Records from a collection:
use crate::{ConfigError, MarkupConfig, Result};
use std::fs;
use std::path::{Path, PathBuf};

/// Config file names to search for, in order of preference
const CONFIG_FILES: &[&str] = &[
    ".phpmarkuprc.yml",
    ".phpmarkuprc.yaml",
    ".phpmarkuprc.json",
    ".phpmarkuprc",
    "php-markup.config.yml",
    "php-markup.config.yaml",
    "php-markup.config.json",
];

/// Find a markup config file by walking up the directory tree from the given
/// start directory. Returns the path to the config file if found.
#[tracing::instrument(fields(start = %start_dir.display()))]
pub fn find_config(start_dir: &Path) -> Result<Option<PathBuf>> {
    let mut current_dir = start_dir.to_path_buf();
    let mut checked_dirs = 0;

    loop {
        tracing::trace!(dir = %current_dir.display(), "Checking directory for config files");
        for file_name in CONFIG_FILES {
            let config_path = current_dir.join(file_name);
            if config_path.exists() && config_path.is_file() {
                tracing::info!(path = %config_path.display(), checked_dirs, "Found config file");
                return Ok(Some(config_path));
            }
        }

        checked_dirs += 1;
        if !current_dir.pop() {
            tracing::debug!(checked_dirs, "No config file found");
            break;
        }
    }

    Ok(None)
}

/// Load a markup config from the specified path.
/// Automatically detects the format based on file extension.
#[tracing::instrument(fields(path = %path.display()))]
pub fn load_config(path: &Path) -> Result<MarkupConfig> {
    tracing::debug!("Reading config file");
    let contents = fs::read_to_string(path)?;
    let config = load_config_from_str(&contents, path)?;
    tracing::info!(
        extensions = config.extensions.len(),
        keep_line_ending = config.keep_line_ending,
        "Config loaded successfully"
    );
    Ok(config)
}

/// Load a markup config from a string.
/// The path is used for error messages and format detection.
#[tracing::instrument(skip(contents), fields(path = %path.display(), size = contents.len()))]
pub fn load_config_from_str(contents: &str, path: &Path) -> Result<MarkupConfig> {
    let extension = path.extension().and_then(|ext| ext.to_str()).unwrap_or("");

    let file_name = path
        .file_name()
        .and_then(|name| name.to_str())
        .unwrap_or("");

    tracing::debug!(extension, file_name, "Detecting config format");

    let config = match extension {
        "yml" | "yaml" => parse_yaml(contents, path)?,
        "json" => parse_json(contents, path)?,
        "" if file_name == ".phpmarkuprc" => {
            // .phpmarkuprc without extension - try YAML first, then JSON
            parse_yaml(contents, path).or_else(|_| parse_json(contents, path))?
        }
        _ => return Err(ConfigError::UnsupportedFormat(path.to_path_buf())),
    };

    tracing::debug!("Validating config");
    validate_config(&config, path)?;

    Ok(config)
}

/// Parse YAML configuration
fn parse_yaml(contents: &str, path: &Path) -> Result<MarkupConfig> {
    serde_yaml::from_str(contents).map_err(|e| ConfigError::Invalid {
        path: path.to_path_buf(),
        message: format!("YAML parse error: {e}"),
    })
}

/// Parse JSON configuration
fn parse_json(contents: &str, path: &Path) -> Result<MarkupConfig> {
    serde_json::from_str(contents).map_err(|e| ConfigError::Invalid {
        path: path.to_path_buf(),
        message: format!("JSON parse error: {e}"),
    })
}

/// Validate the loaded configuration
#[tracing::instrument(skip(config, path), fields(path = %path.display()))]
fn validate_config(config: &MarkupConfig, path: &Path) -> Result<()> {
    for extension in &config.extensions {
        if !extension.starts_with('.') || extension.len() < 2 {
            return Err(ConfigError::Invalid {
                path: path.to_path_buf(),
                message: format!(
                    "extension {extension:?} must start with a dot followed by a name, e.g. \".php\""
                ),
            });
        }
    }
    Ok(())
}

Your instructions: Filter the lines above so that only those with the string "extensions" remain, then copy them.

Task answer:
        extensions = config.extensions.len(),
    for extension in &config.extensions {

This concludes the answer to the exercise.